Furthermore, organizations can learn from the vicariously experienced incidents from related or similar organizations (Kim and Miner 2007; Madsen 2009). This is particularly important since “[a]ny failure that occurs in one system will have a propensity to recur in another ‘like’ system for similar reasons” (Toft and Reynolds 1994, p. 4)—a phenomenon called isomorphism. Researchers show that accident rates for US airlines and railroads decline with an increase in the number of accidents experienced by other firms in the same industry (Haunschild and Sullivan 2002; Baum and Dahlin 2007) and that hotel chains learn from their industry’s operative and competitive experiences (Ingram and Baum 1997). Although there is limited evidence, it can also be assumed that failures in other industries are important learning sources (Aldrich 1999; Kim and Miner 2007; Crichton et al. 2009). Focusing on the banking industry, Kim and Miner (2007) show that even near-failure experiences can generate vicarious learning. However, until now, there has been little empirical research on how vicarious learning works in the case of unexpected events. Some studies provide insight into how governments and private organizations assimilate unexpected events experienced by other firms and extract “lessons learned” from them (e.g., Kirchsteiger 1999; Roberts and Bea 2001; Weber et al. 2001). For example, they describe typical lessons learned processes such as information collection, verification, storage, and dissemination and point to used artifacts such as incident reports, organization stories, and alerts. However, the generation of lessons learned does not necessarily mean effective learning from (vicarious) failure experience. Research shows that organizations tend to focus on the surface, concentrating on active failures, rather than conducting deep analyses and uncovering problematic latent conditions (Haunschild and Sullivan 2002). As a result, organizations often generate new knowledge (lessons learned), but fail to translate this knowledge into new behaviors. Creating diversity in perspectives can force organizations to avoid simple interpretations through constructive conflict and deeper discussions about actions to take (Haunschild and Sullivan 2002; Gressgård and Hansen 2015).

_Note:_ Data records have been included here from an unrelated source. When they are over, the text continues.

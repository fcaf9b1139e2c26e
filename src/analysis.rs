//! # Pattern Analyzer Module
//!
//! Frequency counts, keyword-based food categories and price aggregates over
//! normalized orders. The summary is derived on every request and never
//! stored.
//!
//! Ranking helpers are stable: ties keep first-seen order (items,
//! restaurants) or declaration order (categories).

use std::collections::HashMap;
use std::fmt;

use log::debug;
use rust_decimal::Decimal;

use crate::normalize::OrderRecord;

/// Number of items kept in [`AnalysisSummary::top_items`]
pub const TOP_ITEMS: usize = 3;

/// Food category matched by keywords in the item name
#[derive(Debug, Clone, Copy, PartialEq, Eq, Hash)]
pub enum FoodCategory {
    Burger,
    Pizza,
    Sandwich,
    Tacos,
    Chicken,
    Coffee,
}

impl FoodCategory {
    /// All categories in declaration order
    pub const ALL: [FoodCategory; 6] = [
        FoodCategory::Burger,
        FoodCategory::Pizza,
        FoodCategory::Sandwich,
        FoodCategory::Tacos,
        FoodCategory::Chicken,
        FoodCategory::Coffee,
    ];

    /// Case-sensitive substrings that place an item in this category
    pub fn keywords(self) -> &'static [&'static str] {
        match self {
            FoodCategory::Burger => &["Burger", "King", "Secret"],
            FoodCategory::Pizza => &["Pizza"],
            FoodCategory::Sandwich => &["Sandwich", "SANDWİCH", "Tost"],
            FoodCategory::Tacos => &["Tacos"],
            FoodCategory::Chicken => &["Chicken", "Tavuk"],
            FoodCategory::Coffee => &["Latte", "Caffe"],
        }
    }

    pub fn as_str(self) -> &'static str {
        match self {
            FoodCategory::Burger => "burger",
            FoodCategory::Pizza => "pizza",
            FoodCategory::Sandwich => "sandwich",
            FoodCategory::Tacos => "tacos",
            FoodCategory::Chicken => "chicken",
            FoodCategory::Coffee => "coffee",
        }
    }

    pub fn matches(self, item_name: &str) -> bool {
        self.keywords().iter().any(|kw| item_name.contains(kw))
    }
}

impl fmt::Display for FoodCategory {
    fn fmt(&self, f: &mut fmt::Formatter<'_>) -> fmt::Result {
        f.write_str(self.as_str())
    }
}

/// Minimum, maximum and mean order price
#[derive(Debug, Clone, Copy, PartialEq, Eq, Default)]
pub struct PriceRange {
    pub min: Decimal,
    pub max: Decimal,
    pub mean: Decimal,
}

/// Derived ordering statistics
#[derive(Debug, Clone, PartialEq)]
pub struct AnalysisSummary {
    /// Most frequent items, at most three
    pub top_items: Vec<(String, usize)>,
    /// Mean ordering hour, absent when no time could be parsed
    pub average_hour: Option<f64>,
    pub price_range: PriceRange,
    /// Every category with its count, sorted descending
    pub category_counts: Vec<(FoodCategory, usize)>,
    pub record_count: usize,
}

impl AnalysisSummary {
    /// Category with the highest count, if any record matched one
    pub fn preferred_category(&self) -> Option<FoodCategory> {
        self.category_counts
            .first()
            .filter(|(_, count)| *count > 0)
            .map(|(category, _)| *category)
    }
}

/// Analyze a record set
pub fn analyze(records: &[OrderRecord]) -> AnalysisSummary {
    let mut top_items = rank_by_frequency(records.iter().map(|r| r.item_name.as_str()));
    top_items.truncate(TOP_ITEMS);

    let summary = AnalysisSummary {
        top_items,
        average_hour: average_hour(records),
        price_range: price_range(records),
        category_counts: category_counts(records),
        record_count: records.len(),
    };
    debug!("Analysis summary: {summary:?}");
    summary
}

/// Restaurants ranked by order count, keyed as `"Name (Location)"`
pub fn top_restaurants(records: &[OrderRecord], limit: usize) -> Vec<(String, usize)> {
    let keys: Vec<String> = records
        .iter()
        .map(|r| format!("{} ({})", r.restaurant_name, r.restaurant_location))
        .collect();
    let mut ranked = rank_by_frequency(keys.iter().map(String::as_str));
    ranked.truncate(limit);
    ranked
}

/// Count occurrences and sort by count, keeping first-seen order on ties
fn rank_by_frequency<'a>(values: impl Iterator<Item = &'a str>) -> Vec<(String, usize)> {
    let mut index: HashMap<&str, usize> = HashMap::new();
    let mut counts: Vec<(String, usize)> = Vec::new();

    for value in values {
        match index.get(value) {
            Some(&i) => counts[i].1 += 1,
            None => {
                index.insert(value, counts.len());
                counts.push((value.to_string(), 1));
            }
        }
    }

    // sort_by is stable
    counts.sort_by(|a, b| b.1.cmp(&a.1));
    counts
}

/// Parse the hour from an `HH:MM` time
pub fn parse_hour(time: &str) -> Option<u32> {
    time.split(':').next()?.trim().parse().ok()
}

fn average_hour(records: &[OrderRecord]) -> Option<f64> {
    let hours: Vec<u32> = records.iter().filter_map(|r| parse_hour(&r.time)).collect();
    if hours.is_empty() {
        return None;
    }
    let total: u64 = hours.iter().map(|&h| u64::from(h)).sum();
    Some(total as f64 / hours.len() as f64)
}

fn price_range(records: &[OrderRecord]) -> PriceRange {
    let mut prices = records.iter().map(|r| r.price);
    let Some(first) = prices.next() else {
        return PriceRange::default();
    };

    let (min, max) = prices.fold((first, first), |(min, max), p| (min.min(p), max.max(p)));

    PriceRange {
        min,
        max,
        mean: mean_price(records),
    }
}

/// Mean price; totals past `Decimal::MAX` fall back to a running mean
fn mean_price(records: &[OrderRecord]) -> Decimal {
    let total = records
        .iter()
        .try_fold(Decimal::ZERO, |sum, r| sum.checked_add(r.price));

    match total {
        Some(sum) => sum / Decimal::from(records.len()),
        None => records
            .iter()
            .zip(1u64..)
            .fold(Decimal::ZERO, |mean, (r, n)| mean + (r.price - mean) / Decimal::from(n)),
    }
}

fn category_counts(records: &[OrderRecord]) -> Vec<(FoodCategory, usize)> {
    let mut counts: Vec<(FoodCategory, usize)> =
        FoodCategory::ALL.iter().map(|&c| (c, 0)).collect();

    for record in records {
        for (category, count) in counts.iter_mut() {
            if category.matches(&record.item_name) {
                *count += 1;
            }
        }
    }

    counts.sort_by(|a, b| b.1.cmp(&a.1));
    counts
}
//! Bot module for handling Telegram interactions
//!
//! This module is split into several submodules:
//! - `context`: Shared configuration, storage and recommendation strategies
//! - `message_handler`: Dispatches menu buttons and slash commands
//! - `ui_builder`: Creates the reply keyboard and formats messages

pub mod context;
pub mod message_handler;
pub mod ui_builder;

// Re-export main handler pieces for use in main.rs
pub use context::BotContext;
pub use message_handler::message_handler;

pub use ui_builder::{chunk_text, create_main_menu, MenuAction};
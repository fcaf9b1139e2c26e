//! # Food Recommendation Bot
//!
//! Pulls a customer's order history from TGO Yemek, keeps it as a raw JSON
//! document plus a CSV summary, and turns it into food suggestions either
//! from built-in templates or from the Anthropic Messages API. A Telegram
//! bot and a small CLI sit on top of the same pipeline.

pub mod analysis;
pub mod bot;
pub mod config;
pub mod errors;
pub mod history;
pub mod localization;
pub mod normalize;
pub mod orders;
pub mod pipeline;
pub mod recommend;
pub mod session;

pub use errors::{Error, Result};
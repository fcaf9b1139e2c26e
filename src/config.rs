//! # Configuration Module
//!
//! This module defines configuration structures for the order pipeline and
//! the chat front-end, including remote endpoints, HTTP settings, fetch
//! paging and external text-generation parameters. Values come from the
//! process environment (optionally seeded from a `.env` file).

use std::fmt;
use std::path::PathBuf;

use crate::errors::{Error, Result};

// Constants for remote endpoints
pub const DEFAULT_SITE_URL: &str = "https://tgoyemek.com";
pub const DEFAULT_API_URL: &str = "https://api.tgoapis.com";
pub const DEFAULT_ANTHROPIC_URL: &str = "https://api.anthropic.com/v1";

// Constants for request behaviour
pub const DEFAULT_USER_AGENT: &str = "Mozilla/5.0 (Windows NT 10.0; Win64; x64) AppleWebKit/537.36 (KHTML, like Gecko) Chrome/135.0.0.0 Safari/537.36";
pub const DEFAULT_TIMEOUT_SECS: u64 = 30;
pub const DEFAULT_PAGE_SIZE: u32 = 50;
pub const DEFAULT_MAX_PAGES: u32 = 1;

// Constants for the external recommendation strategy
pub const DEFAULT_MODEL: &str = "claude-3-opus-20240229";
pub const DEFAULT_MAX_TOKENS: u32 = 1000;
pub const DEFAULT_HISTORY_LIMIT: usize = 20;
pub const PROMPT_TEMPLATE_FILE: &str = "claude_prompt_template.txt";

/// Login credentials for the delivery site
#[derive(Clone, PartialEq, Eq)]
pub struct Credentials {
    pub username: String,
    pub password: String,
}

impl Credentials {
    pub fn new(username: impl Into<String>, password: impl Into<String>) -> Self {
        Self {
            username: username.into(),
            password: password.into(),
        }
    }
}

impl fmt::Debug for Credentials {
    fn fmt(&self, f: &mut fmt::Formatter<'_>) -> fmt::Result {
        f.debug_struct("Credentials")
            .field("username", &self.username)
            .field("password", &"********")
            .finish()
    }
}

/// Base URLs of the remote services
#[derive(Debug, Clone)]
pub struct Endpoints {
    /// Delivery website (login page and auth API)
    pub site_url: String,
    /// Orders API host
    pub api_url: String,
    /// Text-generation API base, including the version segment
    pub anthropic_url: String,
}

impl Endpoints {
    pub fn login_page(&self) -> String {
        format!("{}/giris", self.site_url.trim_end_matches('/'))
    }

    pub fn csrf(&self) -> String {
        format!("{}/api/auth/csrf", self.site_url.trim_end_matches('/'))
    }

    pub fn login(&self) -> String {
        format!("{}/api/auth/login", self.site_url.trim_end_matches('/'))
    }

    pub fn login_fallback(&self) -> String {
        format!("{}/api/auth/signin", self.site_url.trim_end_matches('/'))
    }

    pub fn orders(&self) -> String {
        format!(
            "{}/web-checkout-apicheckout-santral/orders",
            self.api_url.trim_end_matches('/')
        )
    }

    pub fn messages(&self) -> String {
        format!("{}/messages", self.anthropic_url.trim_end_matches('/'))
    }
}

impl Default for Endpoints {
    fn default() -> Self {
        Self {
            site_url: DEFAULT_SITE_URL.to_string(),
            api_url: DEFAULT_API_URL.to_string(),
            anthropic_url: DEFAULT_ANTHROPIC_URL.to_string(),
        }
    }
}

/// HTTP client settings shared by every outbound call
#[derive(Debug, Clone)]
pub struct HttpConfig {
    /// Per-request timeout in seconds
    pub timeout_secs: u64,
    /// Browser user agent presented to the delivery site
    pub user_agent: String,
}

impl Default for HttpConfig {
    fn default() -> Self {
        Self {
            timeout_secs: DEFAULT_TIMEOUT_SECS,
            user_agent: DEFAULT_USER_AGENT.to_string(),
        }
    }
}

/// Order fetch and login behaviour
#[derive(Debug, Clone)]
pub struct FetchConfig {
    /// Orders requested per page
    pub page_size: u32,
    /// Upper bound on pages walked per refresh
    pub max_pages: u32,
    /// Retry the alternate login endpoint once on the site's generic error
    pub login_fallback: bool,
}

impl Default for FetchConfig {
    fn default() -> Self {
        Self {
            page_size: DEFAULT_PAGE_SIZE,
            max_pages: DEFAULT_MAX_PAGES,
            login_fallback: true,
        }
    }
}

/// External text-generation settings
#[derive(Debug, Clone)]
pub struct ExternalConfig {
    pub model: String,
    pub max_tokens: u32,
    /// Most recent orders included in the prompt
    pub history_limit: usize,
}

impl Default for ExternalConfig {
    fn default() -> Self {
        Self {
            model: DEFAULT_MODEL.to_string(),
            max_tokens: DEFAULT_MAX_TOKENS,
            history_limit: DEFAULT_HISTORY_LIMIT,
        }
    }
}

/// Log output format
#[derive(Debug, Clone, Copy, PartialEq, Eq, Default)]
pub enum LogFormat {
    #[default]
    Text,
    Json,
}

/// Application configuration assembled from the environment
#[derive(Debug, Clone, Default)]
pub struct AppConfig {
    pub telegram_token: Option<String>,
    pub credentials: Option<Credentials>,
    pub anthropic_api_key: Option<String>,
    /// Directory holding the JSON, CSV and text artifacts
    pub data_dir: PathBuf,
    pub endpoints: Endpoints,
    pub http: HttpConfig,
    pub fetch: FetchConfig,
    pub external: ExternalConfig,
    pub log_format: LogFormat,
}

impl AppConfig {
    /// Load configuration from the process environment
    pub fn from_env() -> Self {
        Self::from_lookup(|key| std::env::var(key).ok())
    }

    /// Load configuration through an arbitrary variable lookup
    ///
    /// Empty values are treated as absent. Unparseable numbers fall back to
    /// their defaults with a warning.
    pub fn from_lookup<F>(lookup: F) -> Self
    where
        F: Fn(&str) -> Option<String>,
    {
        let get = |key: &str| lookup(key).map(|v| v.trim().to_string()).filter(|v| !v.is_empty());

        let credentials = match (get("TGO_USERNAME"), get("TGO_PASSWORD")) {
            (Some(username), Some(password)) => Some(Credentials { username, password }),
            _ => None,
        };

        let defaults = Endpoints::default();
        let endpoints = Endpoints {
            site_url: get("TGO_SITE_URL").unwrap_or(defaults.site_url),
            api_url: get("TGO_API_URL").unwrap_or(defaults.api_url),
            anthropic_url: get("ANTHROPIC_API_URL").unwrap_or(defaults.anthropic_url),
        };

        let http = HttpConfig {
            timeout_secs: parse_or(get("HTTP_TIMEOUT_SECS"), "HTTP_TIMEOUT_SECS", DEFAULT_TIMEOUT_SECS),
            ..HttpConfig::default()
        };

        let fetch = FetchConfig {
            page_size: parse_or(get("TGO_PAGE_SIZE"), "TGO_PAGE_SIZE", DEFAULT_PAGE_SIZE).max(1),
            max_pages: parse_or(get("TGO_MAX_PAGES"), "TGO_MAX_PAGES", DEFAULT_MAX_PAGES).max(1),
            login_fallback: parse_or(get("TGO_LOGIN_FALLBACK"), "TGO_LOGIN_FALLBACK", true),
        };

        let external = ExternalConfig {
            model: get("ANTHROPIC_MODEL").unwrap_or_else(|| DEFAULT_MODEL.to_string()),
            max_tokens: parse_or(get("ANTHROPIC_MAX_TOKENS"), "ANTHROPIC_MAX_TOKENS", DEFAULT_MAX_TOKENS),
            history_limit: DEFAULT_HISTORY_LIMIT,
        };

        let log_format = match get("LOG_FORMAT").as_deref() {
            Some(v) if v.eq_ignore_ascii_case("json") => LogFormat::Json,
            _ => LogFormat::Text,
        };

        Self {
            telegram_token: get("TELEGRAM_API_KEY"),
            credentials,
            anthropic_api_key: get("ANTHROPIC_API_KEY"),
            data_dir: get("FOOD_BOT_DATA_DIR").map(PathBuf::from).unwrap_or_else(|| PathBuf::from(".")),
            endpoints,
            http,
            fetch,
            external,
            log_format,
        }
    }

    pub fn require_telegram_token(&self) -> Result<&str> {
        self.telegram_token
            .as_deref()
            .ok_or_else(|| Error::MissingConfiguration("TELEGRAM_API_KEY".to_string()))
    }

    pub fn require_credentials(&self) -> Result<&Credentials> {
        self.credentials
            .as_ref()
            .ok_or_else(|| Error::MissingConfiguration("TGO_USERNAME and TGO_PASSWORD".to_string()))
    }

    pub fn require_anthropic_key(&self) -> Result<&str> {
        self.anthropic_api_key
            .as_deref()
            .ok_or_else(|| Error::MissingConfiguration("ANTHROPIC_API_KEY".to_string()))
    }

    /// Path of the optional prompt template for the external strategy
    pub fn prompt_template_path(&self) -> PathBuf {
        self.data_dir.join(PROMPT_TEMPLATE_FILE)
    }
}

fn parse_or<T: std::str::FromStr>(value: Option<String>, key: &str, default: T) -> T {
    match value {
        Some(raw) => raw.parse().unwrap_or_else(|_| {
            log::warn!("Ignoring invalid value for {key}: {raw}");
            default
        }),
        None => default,
    }
}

Organizational change Overall change can only be achieved by higher-level learning (e.g., Fiol and Lyles 1985)—also called second-order learning (e.g., Sørensen 2002) or deutero learning (e.g., Visser 2007)—which results in the development of new norms, values, and practices. This higher-level learning implies a cultural readjustment (Turner 1976); the organization’s view of the world must change to stimulate a shift in beliefs and precautionary norms (Stead and Smallman 1999). Kendra and Wachtendorf (2003) argue that resilient organizations show “a willingness to overturn or bypass experience, knowing that the current troublesome situation, although similar to those encountered previously, may in fact have quite novel features that require enquiry and ingenuity to address” (pp. 42–43). Therefore, organizations need to be able to simultaneously believe in and question their past experience (Weick 1969). This is necessary to be able to adapt to unexpected events, as Ryle (1979) points out: “(T)o be thinking what he is here and now up against, he must both be trying to adjust himself to just this present once-only situation and in doing this to be applying lessons already learned” (p. 129).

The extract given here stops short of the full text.